The goal of conditioning for nonmyeloablative allogeneic stem cell transplantation, or NST, is to permit the stable engraftment of donor cells with a minimum of toxicity to the patient. We have previously developed a minimal conditioning regimen, consisting of low dose total body irradiation (TBI; 100–200 cGy) and post-transplantation cyclophosphamide (Cy), that permits the induction of stable mixed hematopoietic chimerism following the transplantation of modest doses of MHC-identical allogeneic stem cells in mice. The goal of the current study was to determine whether intravenous (IV) busulfan (Busulfex; ESP Pharma, Edison, NJ), an agent with myelotoxic but minimal immunosuppressive activity, could be used in place of TBI in this regimen and still promote allograft tolerance.
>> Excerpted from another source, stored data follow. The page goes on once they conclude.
mod host;


pub use host::HostValue;

use crate::types::{Date, Decimal, Time, Timestamp, Tuple, Uuid, Varint};
use serde::{Deserialize, Serialize};
use std::{
    hash::{Hash, Hasher},
    mem,
    net::IpAddr,
};

///
/// Value
///
/// Dynamically typed host value. This is what the decoder produces for
/// untyped destinations and what the encoder dispatches on.
///
/// `Integer` is an integer whose width the caller did not pin down; the
/// encoder picks `int` or `bigint` for it by magnitude. `Set` is a sequence
/// explicitly marked for CQL `set` binding.
///

#[derive(Clone, Debug, Default, Deserialize, PartialEq, Serialize)]
pub enum Value {
    #[default]
    Null,
    Bool(bool),
    TinyInt(i8),
    SmallInt(i16),
    Int(i32),
    BigInt(i64),
    Integer(i64),
    Varint(Varint),
    Float(f32),
    Double(f64),
    Decimal(Decimal),
    Text(String),
    Blob(#[serde(with = "serde_bytes")] Vec<u8>),
    Timestamp(Timestamp),
    Date(Date),
    Time(Time),
    Uuid(Uuid),
    Inet(IpAddr),
    List(Vec<Self>),
    Set(Vec<Self>),
    Map(Vec<(Self, Self)>),
    Tuple(Tuple),
}

// Floats hash by bit pattern; adding `0.0` folds `-0.0` into `0.0` so
// values that compare equal also hash equal.
impl Hash for Value {
    fn hash<H: Hasher>(&self, state: &mut H) {
        mem::discriminant(self).hash(state);
        match self {
            Self::Null => {}
            Self::Bool(v) => v.hash(state),
            Self::TinyInt(v) => v.hash(state),
            Self::SmallInt(v) => v.hash(state),
            Self::Int(v) => v.hash(state),
            Self::BigInt(v) | Self::Integer(v) => v.hash(state),
            Self::Varint(v) => v.hash(state),
            Self::Float(v) => (v + 0.0).to_bits().hash(state),
            Self::Double(v) => (v + 0.0).to_bits().hash(state),
            Self::Decimal(v) => v.hash(state),
            Self::Text(v) => v.hash(state),
            Self::Blob(v) => v.hash(state),
            Self::Timestamp(v) => v.hash(state),
            Self::Date(v) => v.hash(state),
            Self::Time(v) => v.hash(state),
            Self::Uuid(v) => v.hash(state),
            Self::Inet(v) => v.hash(state),
            Self::List(items) | Self::Set(items) => items.hash(state),
            Self::Map(entries) => entries.hash(state),
            Self::Tuple(v) => v.hash(state),
        }
    }
}

impl Value {
    #[must_use]
    pub const fn is_null(&self) -> bool {
        matches!(self, Self::Null)
    }

    /// Short host-side type label used in error messages.
    #[must_use]
    pub const fn host_type(&self) -> &'static str {
        match self {
            Self::Null => "null",
            Self::Bool(_) => "bool",
            Self::TinyInt(_) => "i8",
            Self::SmallInt(_) => "i16",
            Self::Int(_) => "i32",
            Self::BigInt(_) => "i64",
            Self::Integer(_) => "integer",
            Self::Varint(_) => "Varint",
            Self::Float(_) => "f32",
            Self::Double(_) => "f64",
            Self::Decimal(_) => "Decimal",
            Self::Text(_) => "String",
            Self::Blob(_) => "Vec<u8>",
            Self::Timestamp(_) => "Timestamp",
            Self::Date(_) => "Date",
            Self::Time(_) => "Time",
            Self::Uuid(_) => "Uuid",
            Self::Inet(_) => "IpAddr",
            Self::List(_) => "list",
            Self::Set(_) => "set",
            Self::Map(_) => "map",
            Self::Tuple(_) => "Tuple",
        }
    }

    /// Integer payload widened to i64, for any fixed-width integer variant.
    #[must_use]
    pub const fn as_i64(&self) -> Option<i64> {
        match *self {
            Self::TinyInt(v) => Some(v as i64),
            Self::SmallInt(v) => Some(v as i64),
            Self::Int(v) => Some(v as i64),
            Self::BigInt(v) | Self::Integer(v) => Some(v),
            _ => None,
        }
    }

    #[must_use]
    pub fn as_str(&self) -> Option<&str> {
        match self {
            Self::Text(s) => Some(s),
            _ => None,
        }
    }

    /// Wrap a host value.
    pub fn from_host<T: HostValue>(value: &T) -> Self {
        value.to_value()
    }

    /// Collect items into a `Set`-marked value.
    pub fn set_of<T: HostValue>(items: impl IntoIterator<Item = T>) -> Self {
        Self::Set(items.into_iter().map(|item| item.to_value()).collect())
    }
}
TBI was more immunosuppressive than Busulfex, because engraftment of allogeneic stem cells could be achieved in mice conditioned with 700 cGy TBI alone but not in mice conditioned with an equivalently myelotoxic dose of 60 mg/kg Busulfex IV. However, when post-transplantation Cy was added, stable mixed hematopoietic chimerism was achieved in mice conditioned with doses as low as 100 cGy TBI or 20 mg/kg Busulfex. Busulfex and post-transplantation Cy were both required for the induction of allograft tolerance, because graft rejection occurred in transplanted mice treated with either agent alone. The capacity of Busulfex to promote allograft tolerance in this model could not be explained by effects of the drug on the host immune system, because the graft rejection response was not restored in Busulfex-conditioned mice reconstituted with mature host lymphocytes at the time of transplantation. These results demonstrate that Busulfex effectively substitutes for TBI in promoting allograft tolerance, and suggests that the creation of marrow “space” promotes alloengraftment in conditions of suboptimal host immunosuppression.